This guy is a state senator-elect and now he’s told the whole state that he’s a polygamist. Are they really going to deal with the fallout of that? And my answer to that is a resounding, oh, yes, we are. This is a guy who’s a survivor. He was thrown out of a truck by his father in Salt Lake City at the age of 14 and forced to live on the street any way he could, so this is a kid that has seen a very tough part of life. The thing he can’t abide is the fact that his family is being persecuted because of his decisions and actions. I’ve grown to have admiration for him. I see a much more exalted, virtuous person than myself. He’s got that old Gary Cooper code of the West — a man’s got to do what a man’s got to do. What emerged in this season more than ever is he is a righteous man, but he’s in a very unrighteous world.

The tragedy of last week — the shooting of Arizona Congresswoman Gabrielle Giffords — has people talking about how intensely off the rails politics have gone in recent years. Does this season deal with any of that?

I put myself in the public arena now, so I’m going to be dealing with all kinds of reactions that are negative. Bill Henrickson believes in civil discourse; that at the end of the day, respect is what we owe. And that seems to have gone out of the window in the past few years. I know a little bit of modern history, particularly [ John F.] Kennedy’s trials and tribulations, because I’ve been working on [producing] a big project with Tom Hanks. We’re working on a long-form miniseries about the Kennedy assassination for the 50th anniversary, for HBO. It’s Nov. 22, 2013. Many things that were similar were going on in the country then for the young president in terms of division. I can’t understand why people can’t realize that we’re lucky to have a young, articulate 21st-century president who represents that this is a young, enterprising country with a future. It just boggles me, all the hate-mongering.

Going back to the JFK assassination, you were actually in the crowd in Fort Worth.

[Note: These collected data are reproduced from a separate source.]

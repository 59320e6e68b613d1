//! Batched parallel clip generation.
//!
//! Scenes are dispatched in fixed-size batches. Every job in a batch runs
//! concurrently and the batch ends only when all of them have finished.
//! A job never fails the batch: backend errors and panics become failed
//! clips. A fixed delay separates consecutive batches.

use std::panic::AssertUnwindSafe;
use std::sync::Arc;
use std::time::{Duration, Instant};

use futures::future::join_all;
use futures::FutureExt;
use longcut_backends::{BackendRegistry, GenerationRequest};
use longcut_core::clip::GeneratedClip;
use longcut_core::model_registry::ModelRegistry;
use longcut_core::request::LongVideoRequest;
use longcut_core::scene::{QualityTier, Scene};
use longcut_core::tuning::PipelineTuning;
use longcut_core::types::SceneId;
use tokio_util::sync::CancellationToken;

/// Error recorded on clips that were never dispatched because the run was
/// cancelled.
pub const CANCELLED_ERROR: &str = "Generation cancelled";

/// Progress notifications from [`ClipScheduler::generate`].
#[derive(Debug, Clone, PartialEq)]
pub enum SchedulerEvent {
    BatchStarted {
        batch_index: usize,
        batch_count: usize,
        scene_ids: Vec<SceneId>,
    },
    BatchCompleted {
        completed_clips: usize,
        total_clips: usize,
    },
}

// ---------------------------------------------------------------------------
// ClipScheduler
// ---------------------------------------------------------------------------

pub struct ClipScheduler {
    backends: Arc<BackendRegistry>,
    models: Arc<ModelRegistry>,
    batch_size: usize,
    inter_batch_delay: Duration,
}

impl ClipScheduler {
    pub fn new(
        backends: Arc<BackendRegistry>,
        models: Arc<ModelRegistry>,
        tuning: &PipelineTuning,
    ) -> Self {
        Self {
            backends,
            models,
            batch_size: tuning.batch_size.max(1),
            inter_batch_delay: tuning.inter_batch_delay(),
        }
    }

    pub fn batch_size(&self) -> usize {
        self.batch_size
    }

    /// Pause between consecutive batches.
    pub fn inter_batch_delay(&self) -> Duration {
        self.inter_batch_delay
    }

    /// Generate one clip per scene, in scene order.
    ///
    /// Once `cancel` fires no further batch is dispatched; in-flight jobs see
    /// the cancellation through their own child token. Scenes that were never
    /// dispatched get a failed clip carrying [`CANCELLED_ERROR`], so the
    /// output always has one clip per input scene.
    pub async fn generate<F>(
        &self,
        scenes: &[Scene],
        request: &LongVideoRequest,
        cancel: &CancellationToken,
        mut on_event: F,
    ) -> Vec<GeneratedClip>
    where
        F: FnMut(SchedulerEvent),
    {
        let total_clips = scenes.len();
        let batch_count = total_clips.div_ceil(self.batch_size);
        let mut clips = Vec::with_capacity(total_clips);

        for (batch_index, batch) in scenes.chunks(self.batch_size).enumerate() {
            if cancel.is_cancelled() {
                break;
            }

            if batch_index > 0 && !self.inter_batch_delay.is_zero() {
                tokio::select! {
                    biased;
                    _ = cancel.cancelled() => break,
                    _ = tokio::time::sleep(self.inter_batch_delay) => {}
                }
            }

            tracing::info!(
                batch_index,
                batch_count,
                batch_len = batch.len(),
                "Dispatching generation batch",
            );
            on_event(SchedulerEvent::BatchStarted {
                batch_index,
                batch_count,
                scene_ids: batch.iter().map(|s| s.id.clone()).collect(),
            });

            let jobs = batch
                .iter()
                .map(|scene| self.generate_scene(scene, request, cancel));
            clips.extend(join_all(jobs).await);

            on_event(SchedulerEvent::BatchCompleted {
                completed_clips: clips.len(),
                total_clips,
            });
        }

        if clips.len() < total_clips {
            tracing::warn!(
                dispatched = clips.len(),
                total_clips,
                "Generation cancelled before every batch was dispatched",
            );
            for scene in &scenes[clips.len()..] {
                let (model, resolution) = self.target_for(scene);
                clips.push(GeneratedClip::failed(scene, model, resolution, CANCELLED_ERROR));
            }
        }

        clips
    }

    /// Run a single generation job. Never fails: errors are captured on the
    /// returned clip.
    pub async fn generate_scene(
        &self,
        scene: &Scene,
        request: &LongVideoRequest,
        cancel: &CancellationToken,
    ) -> GeneratedClip {
        let requested = scene
            .model
            .clone()
            .unwrap_or_else(|| self.models.default_model().to_string());
        let (model, backend) = self.backends.resolve(&requested);
        let caps = self.models.get_or_default(&model);

        let job = GenerationRequest {
            scene_id: scene.id.clone(),
            model: model.clone(),
            prompt: scene.prompt.clone(),
            duration_secs: scene.duration_secs.min(caps.max_duration_secs),
            resolution: request.quality.min(caps.max_resolution),
            aspect_ratio: request.aspect_ratio,
            seed_image: None,
        };

        let job_cancel = cancel.child_token();
        let started = Instant::now();
        let outcome = AssertUnwindSafe(backend.generate(&job, &job_cancel))
            .catch_unwind()
            .await;
        let elapsed_ms = started.elapsed().as_millis() as u64;

        let error = match outcome {
            Ok(Ok(generated)) => {
                tracing::debug!(
                    scene_id = %scene.id,
                    model = %model,
                    elapsed_ms,
                    "Clip generated",
                );
                return GeneratedClip {
                    scene_id: scene.id.clone(),
                    scene_index: scene.index,
                    media: Some(generated.media),
                    model_used: model,
                    duration_secs: generated.duration_secs.unwrap_or(job.duration_secs),
                    resolution: caps.max_resolution,
                    quality_score: caps.quality_score,
                    continuity_score: None,
                    generation_time_ms: elapsed_ms,
                    retry_count: 0,
                    error: None,
                };
            }
            Ok(Err(e)) => e.to_string(),
            Err(_) => format!("Backend '{}' panicked", backend.name()),
        };

        tracing::warn!(
            scene_id = %scene.id,
            model = %model,
            error = %error,
            "Clip generation failed",
        );
        let mut clip = GeneratedClip::failed(scene, model, caps.max_resolution, error);
        clip.generation_time_ms = elapsed_ms;
        clip
    }

    fn target_for(&self, scene: &Scene) -> (String, QualityTier) {
        let requested = scene
            .model
            .as_deref()
            .unwrap_or_else(|| self.models.default_model());
        let caps = self.models.get_or_default(requested);
        (caps.id.clone(), caps.max_resolution)
    }
}

// ---------------------------------------------------------------------------
// Tests
// ---------------------------------------------------------------------------
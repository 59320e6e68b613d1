//! Exponential-backoff status polling for submitted generation jobs.
//!
//! [`poll_job`] keeps checking a job with increasing delays until it
//! finishes, the attempt budget runs out, or the [`CancellationToken`] is
//! triggered. On cancellation the remote job is aborted on a best-effort
//! basis.

use std::time::Duration;

use tokio_util::sync::CancellationToken;

use crate::api::GenerationApi;
use crate::backend::GeneratedMedia;
use crate::error::BackendError;

/// Upper bound on the best-effort remote cancel call.
pub const REMOTE_CANCEL_TIMEOUT: Duration = Duration::from_secs(5);

/// Tunable parameters for the polling backoff.
#[derive(Debug, Clone)]
pub struct PollConfig {
    /// Delay before the first status check.
    pub initial_delay: Duration,
    /// Upper bound on the delay between checks.
    pub max_delay: Duration,
    /// Factor by which the delay grows after each check.
    pub multiplier: f64,
    /// Status checks allowed before the job is declared timed out.
    pub max_attempts: u32,
}

impl Default for PollConfig {
    fn default() -> Self {
        Self {
            initial_delay: Duration::from_secs(2),
            max_delay: Duration::from_secs(15),
            multiplier: 1.5,
            max_attempts: 120,
        }
    }
}

/// Calculate the next backoff delay from the current delay and config.
///
/// The result is clamped to [`PollConfig::max_delay`].
pub fn next_delay(current: Duration, config: &PollConfig) -> Duration {
    let next_ms = (current.as_millis() as f64 * config.multiplier) as u64;
    Duration::from_millis(next_ms).min(config.max_delay)
}

/// Poll `job_id` until it completes.
pub async fn poll_job(
    api: &GenerationApi,
    job_id: &str,
    config: &PollConfig,
    cancel: &CancellationToken,
) -> Result<GeneratedMedia, BackendError> {
    let mut delay = config.initial_delay;

    for attempt in 1..=config.max_attempts {
        // Wait before checking, respecting cancellation.
        tokio::select! {
            biased;
            _ = cancel.cancelled() => {
                abort_remote(api, job_id).await;
                return Err(BackendError::Cancelled);
            }
            _ = tokio::time::sleep(delay) => {}
        }

        let status = tokio::select! {
            biased;
            _ = cancel.cancelled() => {
                abort_remote(api, job_id).await;
                return Err(BackendError::Cancelled);
            }
            result = api.status(job_id) => result?,
        };

        if status.status.is_finished() {
            tracing::debug!(job_id, attempt, state = ?status.status, "Generation job finished");
            return status.into_media();
        }

        tracing::trace!(job_id, attempt, state = ?status.status, "Generation job still running");
        delay = next_delay(delay, config);
    }

    tracing::warn!(job_id, attempts = config.max_attempts, "Generation job poll budget exhausted");
    abort_remote(api, job_id).await;
    Err(BackendError::Timeout {
        attempts: config.max_attempts,
    })
}

async fn abort_remote(api: &GenerationApi, job_id: &str) {
    match tokio::time::timeout(REMOTE_CANCEL_TIMEOUT, api.cancel(job_id)).await {
        Ok(Ok(())) => tracing::info!(job_id, "Remote generation job cancelled"),
        Ok(Err(e)) => tracing::warn!(job_id, error = %e, "Remote cancel failed"),
        Err(_) => tracing::warn!(job_id, "Remote cancel timed out"),
    }
}

#[cfg(test)]
mod tests {
    use assert_matches::assert_matches;

    use super::*;

    #[test]
    fn next_delay_grows_by_multiplier() {
        let config = PollConfig::default();
        let d = next_delay(Duration::from_secs(2), &config);
        assert_eq!(d, Duration::from_secs(3));
    }

    #[test]
    fn next_delay_clamps_at_max() {
        let config = PollConfig {
            max_delay: Duration::from_secs(10),
            ..Default::default()
        };
        let d = next_delay(Duration::from_secs(8), &config);
        assert_eq!(d, Duration::from_secs(10));
    }

    #[test]
    fn full_backoff_sequence() {
        let config = PollConfig {
            multiplier: 2.0,
            ..Default::default()
        };
        let mut delay = config.initial_delay;
        let expected = [2, 4, 8, 15, 15];

        for &expected_secs in &expected {
            assert_eq!(delay.as_secs(), expected_secs);
            delay = next_delay(delay, &config);
        }
    }

    #[tokio::test]
    async fn cancellation_token_stops_polling() {
        let cancel = CancellationToken::new();
        cancel.cancel();

        // Nothing listens on the discard port; the remote cancel fails and
        // is only logged.
        let api = GenerationApi::new("http://127.0.0.1:9", None);
        let result = poll_job(&api, "job-1", &PollConfig::default(), &cancel).await;
        assert_matches!(result, Err(BackendError::Cancelled));
    }

    #[tokio::test]
    async fn zero_attempt_budget_times_out() {
        let api = GenerationApi::new("http://127.0.0.1:9", None);
        let config = PollConfig {
            max_attempts: 0,
            ..Default::default()
        };
        let result = poll_job(&api, "job-1", &config, &CancellationToken::new()).await;
        assert_matches!(result, Err(BackendError::Timeout { attempts: 0 }));
    }
}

He gave his last public speech outside the Hotel Texas in downtown Fort Worth on the morning of the assassination, probably about 41/2 hours before he was gunned down in Dallas. My brother was 11, I was 8. My brother woke up my dad that morning and said, “You promised you’d take me and Bill to see the president.” We joined a crowd of about 5,000 people who’d gathered in a parking lot across the street, and there was a platform on an 18-wheel flatbed truck they’d pulled in there and there was the podium with the presidential seal. And there was a police barricade for the press and the Secret Service and police that was probably 15 feet deep between the crowd and Kennedy and I was probably five feet back from that. And my dad put me up on his shoulders and I had the best seat in the house. They found me in a newsreel a couple of years ago at the Sixth Floor Museum at Dealey Plaza. And that’s when I had the Bill Henrickson-like revelation, an epiphany if you will, and I thought has anyone dramatized the story without an angle, just tell it as a human story.